In fact, the hallmark of the therapeutic encounter is that the therapist is an expert, trained in a particular skill-set to conduct a rather odd, rarified conversation, while the client most definitely is not. Although both therapist and client enter equally and freely into an association, it’s understood that for the duration of treatment, the relationship—however “collaborative”—will also be hierarchical: the therapist will be the guide, leader, advisor, teacher, whatever, e.g., the one in charge. In effect, the client agrees, however grudgingly and fitfully, to at least attempt to unilaterally disarm and expose his vulnerability, neediness, flaws, and failings to someone who’s in no sense obliged or expected to reciprocate.

What keeps this arrangement from being hugely dangerous for the client, what makes it even possible, much less healing, isn’t just the therapist’s skill, but the nature of the ethical contract underlying the therapeutic relationship. It’s precisely the client’s deep- seated knowledge that this relationship is defined and bound all around by firm ethical rules of conduct that frees him from the ordinary internal and social strictures that often make emotional healing impossible.

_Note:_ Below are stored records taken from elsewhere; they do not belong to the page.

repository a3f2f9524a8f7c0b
use std::sync::atomic::{AtomicU64, AtomicUsize, Ordering};
use std::time::{Duration, Instant};

use rayon::prelude::*;
use rug::Float;
use serde::{Deserialize, Serialize};
use tracing::debug;

use edgezoom_core::precision::fits_hardware;
use edgezoom_core::{
    Complex, ComplexNum, EscapeKernel, FractalParams, FractalSpec, IterationOutcome,
    PreciseComplex, ViewWindow,
};

use crate::error::RenderError;
use crate::frame::Frame;
use crate::tile::{build_tile_grid, Tile};

// ---------------------------------------------------------------------------
// Cancellation
// ---------------------------------------------------------------------------

/// Tracks the current evaluation generation for cancellation and progress.
///
/// Incrementing the generation tells every in-flight tile to stop; the
/// evaluation that started under the old generation then returns
/// [`RenderError::Cancelled`]. The progress counters feed the HUD.
#[derive(Debug)]
pub struct RenderCancel {
    generation: AtomicU64,
    progress_done: AtomicUsize,
    progress_total: AtomicUsize,
}

impl RenderCancel {
    pub fn new() -> Self {
        Self {
            generation: AtomicU64::new(0),
            progress_done: AtomicUsize::new(0),
            progress_total: AtomicUsize::new(0),
        }
    }

    /// Cancel the current evaluation by advancing the generation.
    pub fn cancel(&self) {
        self.generation.fetch_add(1, Ordering::SeqCst);
    }

    pub fn generation(&self) -> u64 {
        self.generation.load(Ordering::SeqCst)
    }

    /// Reset progress for a new pass with `total` tiles.
    pub fn reset_progress(&self, total: usize) {
        self.progress_total.store(total, Ordering::Relaxed);
        self.progress_done.store(0, Ordering::Relaxed);
    }

    pub fn inc_progress(&self) {
        self.progress_done.fetch_add(1, Ordering::Relaxed);
    }

    /// Current progress as `(done, total)` tiles.
    pub fn progress(&self) -> (usize, usize) {
        (
            self.progress_done.load(Ordering::Relaxed),
            self.progress_total.load(Ordering::Relaxed),
        )
    }
}

impl Default for RenderCancel {
    fn default() -> Self {
        Self::new()
    }
}

// ---------------------------------------------------------------------------
// Arithmetic selection
// ---------------------------------------------------------------------------

/// How the evaluator picks the kernel's number type.
#[derive(Debug, Clone, Copy, PartialEq, Eq, Default, Serialize, Deserialize)]
pub enum ArithmeticMode {
    /// Hardware `f64` while the pixel step is coarse enough, MPFR after.
    #[default]
    Auto,
    Hardware,
    Precise,
}

/// The arithmetic a pass actually ran with.
#[derive(Debug, Clone, Copy, PartialEq, Eq)]
pub enum Arithmetic {
    Hardware,
    Precise,
}

impl Arithmetic {
    pub fn label(self) -> &'static str {
        match self {
            Self::Hardware => "f64",
            Self::Precise => "mpfr",
        }
    }
}

impl ArithmeticMode {
    /// Decide the arithmetic for a view whose pixel step is `step`.
    pub fn resolve(self, step: &Float) -> Arithmetic {
        match self {
            Self::Hardware => Arithmetic::Hardware,
            Self::Precise => Arithmetic::Precise,
            Self::Auto if fits_hardware(step) => Arithmetic::Hardware,
            Self::Auto => Arithmetic::Precise,
        }
    }
}

// ---------------------------------------------------------------------------
// Result
// ---------------------------------------------------------------------------

/// A completed evaluation pass.
#[derive(Debug, Clone)]
pub struct FrameResult {
    pub frame: Frame,
    pub elapsed: Duration,
    pub tiles: usize,
    pub arithmetic: Arithmetic,
}

// ---------------------------------------------------------------------------
// Full-frame evaluation
// ---------------------------------------------------------------------------

/// Evaluate every pixel of a `width`×`height` grid over `view`.
///
/// Coordinates come from the precise mapper. The map is separable, so one
/// column vector and one row vector are computed up front and every pixel
/// pairs an entry from each. Tiles run in parallel via Rayon, each filling
/// its own outcome vector; the vectors are then scattered into a fresh
/// [`Frame`] by address, so scheduling order never shows in the result.
pub fn evaluate(
    view: &ViewWindow,
    spec: &FractalSpec,
    params: FractalParams,
    width: u32,
    height: u32,
    mode: ArithmeticMode,
    cancel: &RenderCancel,
) -> crate::Result<FrameResult> {
    if width == 0 || height == 0 {
        return Err(RenderError::InvalidDimensions { width, height });
    }

    let start = Instant::now();
    let gen = cancel.generation();

    let step = view.pixel_step(width, height)?;
    let arithmetic = mode.resolve(&step);
    let cols = (0..width)
        .map(|col| view.map_col(col, width, height))
        .collect::<edgezoom_core::Result<Vec<Float>>>()?;
    let rows = (0..height)
        .map(|row| view.map_row(row, width, height))
        .collect::<edgezoom_core::Result<Vec<Float>>>()?;

    let tiles = build_tile_grid(width, height);
    cancel.reset_progress(tiles.len());
    debug!(
        tiles = tiles.len(),
        width,
        height,
        precision = view.precision(),
        arithmetic = arithmetic.label(),
        "Starting frame evaluation"
    );

    let tile_data = match arithmetic {
        Arithmetic::Hardware => {
            let cols: Vec<f64> = cols.iter().map(Float::to_f64).collect();
            let rows: Vec<f64> = rows.iter().map(Float::to_f64).collect();
            let kernel = EscapeKernel::<Complex>::new(spec, params);
            evaluate_tiles(&tiles, &kernel, cancel, gen, |row, col| {
                Complex::new(cols[col as usize], rows[row as usize])
            })
        }
        Arithmetic::Precise => {
            let kernel = EscapeKernel::<PreciseComplex>::new(spec, params);
            evaluate_tiles(&tiles, &kernel, cancel, gen, |row, col| {
                PreciseComplex::new(cols[col as usize].clone(), rows[row as usize].clone())
            })
        }
    };

    if cancel.generation() != gen {
        debug!("Frame evaluation cancelled");
        return Err(RenderError::Cancelled);
    }

    let mut frame = Frame::blank(width, height, params.max_iterations);
    for (tile, data) in tiles.iter().zip(&tile_data) {
        let Some(data) = data else {
            return Err(RenderError::Cancelled);
        };
        frame.blit_tile(tile, data);
    }

    let elapsed = start.elapsed();
    debug!(
        elapsed_ms = elapsed.as_millis(),
        escaped = frame.escaped_count(),
        "Frame evaluation complete"
    );

    Ok(FrameResult {
        frame,
        elapsed,
        tiles: tiles.len(),
        arithmetic,
    })
}

/// Run every tile through `kernel`. A tile abandoned because the generation
/// moved comes back as `None`.
fn evaluate_tiles<Z, P>(
    tiles: &[Tile],
    kernel: &EscapeKernel<Z>,
    cancel: &RenderCancel,
    gen: u64,
    point: P,
) -> Vec<Option<Vec<IterationOutcome>>>
where
    Z: ComplexNum,
    P: Fn(u32, u32) -> Z + Sync,
{
    tiles
        .par_iter()
        .map(|tile| {
            let mut data = Vec::with_capacity(tile.pixel_count());
            for (row, col) in tile.pixels() {
                // Once per row keeps precise tiles responsive to a reset.
                if col == tile.col && cancel.generation() != gen {
                    return None;
                }
                data.push(kernel.iterate(&point(row, col)));
            }
            cancel.inc_progress();
            Some(data)
        })
        .collect()
}
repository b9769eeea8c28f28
use actix_web::{get, HttpResponse, Responder};
use shared_types::HealthResponse;

#[get("/health")]
pub async fn health() -> impl Responder {
    HttpResponse::Ok().json(HealthResponse {
        status: "healthy".to_string(),
    })
}
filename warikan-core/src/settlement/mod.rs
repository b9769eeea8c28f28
//! Classification of expenditures and the owner/spouse settlement.

mod calculator;
mod matcher;

pub use calculator::{calculate, owner_share, settle};
pub use matcher::{classify, PartyMatcher};
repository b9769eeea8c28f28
pub mod decoding;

We may like to think that as good-hearted, moral, upright, caring people, we don’t really need formal codes of ethics. After all, we aren’t going to rob our clients, sleep with them, gossip about them, manipulate them for our own advantage. In fact, we’d never hurt anybody . . . intentionally. But there’s the rub. Nowadays, personal and social boundaries have become so loose and blurry that it’s possible to transgress them without even realizing it. In the salad days of psychoanalysis, professional ethics—particularly those having to do with boundaries, dual relationships, confi- dentiality, and so forth—were largely in sync with the times. Even up into the 1960s and ’70s, we lived in a relatively buttoned-up culture in which clear demarcations between the personal, the social, and the professional were the norm. Today, all those old notions have pretty much gone out the window.

The seductive informality of our times has transformed even our most basic ideas of when our “office” hours end and where therapy takes place. A few months ago, attending a psychotherapy conference held at a seaside resort town, I was hanging out by the pool with an old therapist buddy who refused a second glass of wine because he said he had to get on the phone for a therapy session. Indeed, therapy now takes place regularly via Skype, cell phone, e-mail, and even in little therapy smidgens via texting. Do I hear the sound of Freud & Co. collectively rolling over in their graves?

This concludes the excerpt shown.